Decades-old bug wiped out UK air traffic control
Report on December Nats outage reveals bug downed aircraft for five hours
A 20-year-old bug was behind a software outage that grounded planes at Heathrow for five hours in December, according to an independent inquiry into the incident.
A failure in the National Air Traffic Services (Nats) system shut down the air-traffic control centre at Swanwick at the end of last year, causing chaos at Heathrow.
Then business secretary Vince Cable told the BBC at the time that the Nats system was "ancient" and that the organsiation behind it was "skimping" on investment.
Now, an official inquiry into the incident has revealed a bug in the System Flight Server was at the root of the fault - and that the flaw had been in the software since the 1990s.
The server was rolled out at Swanwick in 2002, and the bug was already present in it then.
Despite the age of the flaw, the inquiry's findings, titled NATS System Failure 12 December 2014 Final Report, didn't criticise Nats.
Instead it said that "it is unrealistic to expect that software faults will not be introduced in development" of such complex systems.
Nats' processes "are thorough and professional", according to the report, and there's a "strong and effective process" for software updates.

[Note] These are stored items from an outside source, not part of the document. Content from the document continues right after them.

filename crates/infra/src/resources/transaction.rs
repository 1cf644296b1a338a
//! Transaction (collection) operations and the transaction feed

use std::path::Path;
use std::sync::Arc;
use std::time::Duration;

use serde::Serialize;
use serde_json::Value;
use tracing::{info, instrument};
use twikey_core::feed::{FeedConsumer, FeedOptions, FeedReport, TransactionFeed};
use twikey_domain::constants::content_types;
use twikey_domain::{
    CollectionBatch, NewTransactionRequest, RemoveTransactionRequest, Result, Transaction,
    TransactionActionRequest, TransactionQueryRequest, TransactionRefund,
    TransactionRefundRequest, TransactionStatusRequest, TwikeyError, UpdateTransactionRequest,
};

use super::feed::{decode_item, ListFeed};
use crate::api::{ApiRequest, ApiTransport};
use crate::errors::InfraError;

const ENTRIES: &str = "Entries";

#[derive(Serialize)]
struct CollectRequest<'a> {
    ct: &'a str,
    #[serde(skip_serializing_if = "Option::is_none")]
    colltndt: Option<&'a str>,
}

/// Transaction operations.
#[derive(Clone)]
pub struct TransactionService {
    transport: Arc<ApiTransport>,
    long_timeout: Duration,
}

impl TransactionService {
    pub fn new(transport: Arc<ApiTransport>, long_timeout: Duration) -> Self {
        Self { transport, long_timeout }
    }

    /// Add a transaction to a mandate; returns the created entry.
    pub async fn create(&self, request: &NewTransactionRequest) -> Result<Transaction> {
        let response = self
            .transport
            .call("Create transaction", ApiRequest::post("/transaction").form_from(request)?)
            .await?;
        response.first_of("Create transaction", ENTRIES)?.ok_or_else(|| {
            TwikeyError::invalid_response("Create transaction", "no entry in response")
        })
    }

    /// # Errors
    /// Returns `TwikeyError::InvalidInput` unless an id, reference or mandate
    /// number selects the transactions.
    pub async fn status_details(
        &self,
        request: &TransactionStatusRequest,
    ) -> Result<Vec<Transaction>> {
        if !request.has_selector() {
            return Err(TwikeyError::InvalidInput("one of id, ref or mndtId is required".into()));
        }
        let call = ApiRequest::get("/transaction/detail").query_from(request)?;
        self.transport.call("Transaction status", call).await?.list("Transaction status", ENTRIES)
    }

    /// Transactions with an id greater than `from_id`.
    pub async fn query(&self, request: &TransactionQueryRequest) -> Result<Vec<Transaction>> {
        let call = ApiRequest::get("/transaction/query").query_from(request)?;
        self.transport.call("Query transactions", call).await?.list("Query transactions", ENTRIES)
    }

    pub async fn action(&self, request: &TransactionActionRequest) -> Result<()> {
        let call = ApiRequest::post("/transaction/action").form_from(request)?;
        self.transport.call("Transaction action", call).await?;
        Ok(())
    }

    pub async fn update(&self, request: &UpdateTransactionRequest) -> Result<()> {
        let call = ApiRequest::put("/transaction").form_from(request)?;
        self.transport.call("Update transaction", call).await?;
        Ok(())
    }

    /// Refund (part of) a paid transaction.
    pub async fn refund(&self, request: &TransactionRefundRequest) -> Result<TransactionRefund> {
        let call = ApiRequest::post("/transaction/refund").form_from(request)?;
        let response = self.transport.call("Refund transaction", call).await?;
        response.first_of("Refund transaction", ENTRIES)?.ok_or_else(|| {
            TwikeyError::invalid_response("Refund transaction", "no entry in response")
        })
    }

    pub async fn remove(&self, request: &RemoveTransactionRequest) -> Result<()> {
        if request.id.is_none() && request.reference.is_none() {
            return Err(TwikeyError::InvalidInput("one of id or ref is required".into()));
        }
        let call = ApiRequest::delete("/transaction").query_from(request)?;
        self.transport.call("Remove transaction", call).await?;
        Ok(())
    }

    /// Send the pending transactions of template `ct` to the bank.
    #[instrument(skip(self))]
    pub async fn batch_send(
        &self,
        ct: &str,
        collection_date: Option<&str>,
    ) -> Result<CollectionBatch> {
        let body = CollectRequest { ct, colltndt: collection_date };
        let call = ApiRequest::post("/collect").form_from(&body)?.timeout(self.long_timeout);
        let batch: CollectionBatch =
            self.transport.call("Send batch", call).await?.json("Send batch")?;
        info!(batch_id = ?batch.id, "collection batch sent");
        Ok(batch)
    }

    /// Import a pain.008 file for template `ct`.
    ///
    /// # Errors
    /// Returns `TwikeyError::Io` when the file cannot be read.
    #[instrument(skip(self, pain008), fields(path = %pain008.display()))]
    pub async fn batch_import(&self, ct: &str, pain008: &Path) -> Result<Value> {
        let content = tokio::fs::read(pain008).await.map_err(InfraError::from)?;
        let call = ApiRequest::post("/collect/import")
            .query("ct", ct)
            .bytes(content_types::XML, content)
            .timeout(self.long_timeout);
        self.transport.call("Import batch", call).await?.json_value("Import batch")
    }

    /// Upload a bank statement (CODA, CAMT or MT940).
    pub async fn reporting_import(&self, content: Vec<u8>) -> Result<()> {
        let call = ApiRequest::post("/reporting")
            .bytes(content_types::FORM, content)
            .timeout(self.long_timeout);
        self.transport.call("Import reporting", call).await?;
        Ok(())
    }

    pub fn feed_source(&self) -> ListFeed<Transaction> {
        ListFeed::new(
            self.transport.clone(),
            "Transaction feed",
            "/transaction",
            ENTRIES,
            decode_item,
        )
    }

    pub async fn feed<H: TransactionFeed + ?Sized>(
        &self,
        handler: &mut H,
        options: FeedOptions,
    ) -> Result<FeedReport> {
        FeedConsumer::drain(&self.feed_source(), handler, options).await
    }
}

#[cfg(test)]
mod tests {
    use serde_json::json;
    use wiremock::matchers::{body_string_contains, method, path, query_param};
    use wiremock::{Mock, MockServer, ResponseTemplate};

    use super::*;
    use crate::api::test_support::{mount_auth, transport_for};

    async fn service(server: &MockServer) -> TransactionService {
        mount_auth(server, "tok").await;
        TransactionService::new(Arc::new(transport_for(server)), Duration::from_secs(60))
    }

    #[tokio::test]
    async fn create_returns_first_entry() {
        let server = MockServer::start().await;
        Mock::given(method("POST"))
            .and(path("/creditor/transaction"))
            .and(body_string_contains("mndtId=M1"))
            .and(body_string_contains("amount=12.5"))
            .respond_with(ResponseTemplate::new(200).set_body_json(json!({
                "Entries": [{"id": 381563, "state": "OPEN", "amount": 12.5}]
            })))
            .expect(1)
            .mount(&server)
            .await;

        let request = NewTransactionRequest::new("M1", "Monthly", 12.5);
        let created = service(&server).await.create(&request).await.unwrap();
        assert_eq!(created.id.as_deref(), Some("381563"));
    }

    #[tokio::test]
    async fn status_details_requires_selector() {
        let server = MockServer::start().await;
        let err = service(&server)
            .await
            .status_details(&TransactionStatusRequest::default())
            .await
            .unwrap_err();
        assert!(matches!(err, TwikeyError::InvalidInput(_)));
    }

    #[tokio::test]
    async fn remove_sends_id_as_query() {
        let server = MockServer::start().await;
        Mock::given(method("DELETE"))
            .and(path("/creditor/transaction"))
            .and(query_param("id", "42"))
            .respond_with(ResponseTemplate::new(204))
            .expect(1)
            .mount(&server)
            .await;

        let request = RemoveTransactionRequest { id: Some("42".into()), reference: None };
        service(&server).await.remove(&request).await.unwrap();
    }

    #[tokio::test]
    async fn batch_send_posts_template() {
        let server = MockServer::start().await;
        Mock::given(method("POST"))
            .and(path("/creditor/collect"))
            .and(body_string_contains("ct=1234"))
            .respond_with(ResponseTemplate::new(200).set_body_json(json!({"id": 7})))
            .expect(1)
            .mount(&server)
            .await;

        let batch = service(&server).await.batch_send("1234", None).await.unwrap();
        assert_eq!(batch.id.as_deref(), Some("7"));
    }
}
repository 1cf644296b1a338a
//! Wire-level constants
//!
//! Header names, default endpoints and stable error codes shared by every
//! crate in the workspace.

use std::time::Duration;

// Endpoints
pub const PRODUCTION_BASE_URL: &str = "https://api.twikey.com/creditor";
pub const BETA_BASE_URL: &str = "https://api.beta.twikey.com/creditor";
pub const APP_URL: &str = "https://app.twikey.com";
pub const BETA_APP_URL: &str = "https://app.beta.twikey.com";

// Timeouts
pub const DEFAULT_TIMEOUT: Duration = Duration::from_secs(15);
pub const BULK_TIMEOUT: Duration = Duration::from_secs(30);
pub const LONG_TIMEOUT: Duration = Duration::from_secs(60);

// Session
pub const DEFAULT_TOKEN_TTL: Duration = Duration::from_secs(24 * 60 * 60);
pub const DEFAULT_REFRESH_MARGIN: Duration = Duration::from_secs(60);
/// Upper bound accepted for a configured token lifetime.
pub const MAX_TOKEN_TTL: Duration = Duration::from_secs(30 * 24 * 60 * 60);

pub const USER_AGENT_PREFIX: &str = "twikey-rust/v";

/// Default user agent, `twikey-rust/v<crate version>`.
pub fn default_user_agent() -> String {
    format!("{USER_AGENT_PREFIX}{}", env!("CARGO_PKG_VERSION"))
}

/// HTTP header names used by the API.
pub mod headers {
    pub const API_ERROR_CODE: &str = "ApiErrorCode";
    pub const API_ERROR: &str = "ApiError";
    pub const LAST_POSITION: &str = "X-LAST";
    pub const RESUME_AFTER: &str = "X-RESUME-AFTER";
    pub const STATE: &str = "X-STATE";
    pub const PARTNER: &str = "X-PARTNER";
    pub const PURPOSE: &str = "X-Purpose";
    pub const MANUAL: &str = "X-MANUAL";
    pub const INVOICE_ID: &str = "X-INVOICE-ID";
    pub const CONTENT_DISPOSITION: &str = "Content-Disposition";
}

/// Content types sent by the client.
pub mod content_types {
    pub const FORM: &str = "application/x-www-form-urlencoded";
    pub const JSON: &str = "application/json";
    pub const PDF: &str = "application/pdf";
    pub const XML: &str = "text/xml";
}

/// Stable error codes for failures that do not carry a server code.
pub mod codes {
    pub const AUTHENTICATION: &str = "err_auth";
    pub const TRANSPORT: &str = "err_transport";
    pub const INVALID_RESPONSE: &str = "err_invalid_response";
    pub const CONFIG: &str = "err_config";
    pub const INVALID_INPUT: &str = "err_invalid_input";
    pub const IO: &str = "err_io";
    pub const INVALID_TOKEN: &str = "err_invalid_token";
    pub const NO_LOGIN: &str = "err_no_login";
}

pub const DEFAULT_PDF_FILENAME: &str = "mandate.pdf";
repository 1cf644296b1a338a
//! Infrastructure error conversions

pub mod conversions;

pub use conversions::InfraError;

"The resultant integrity appears better than would be expected for software of this importance," it added.
The system is already set for upgrade as a new Europe-wide system called SESAR is rolled out in the next few years. The report said that deployment shouldn't be accelerated in light of the discovered bug, as "a search for earlier benefits would be likely to lead to shortcuts being taken".
It also made a series of recommendations to bring into SESAR to avoid future problems, including better hardware redundancy, software audits and more.
The report had praise for Nats' engineers, saying that "identifying a software fault in such a large system (the total application exceeds two million lines of code), within only a few hours, is a surprising and impressive achievement".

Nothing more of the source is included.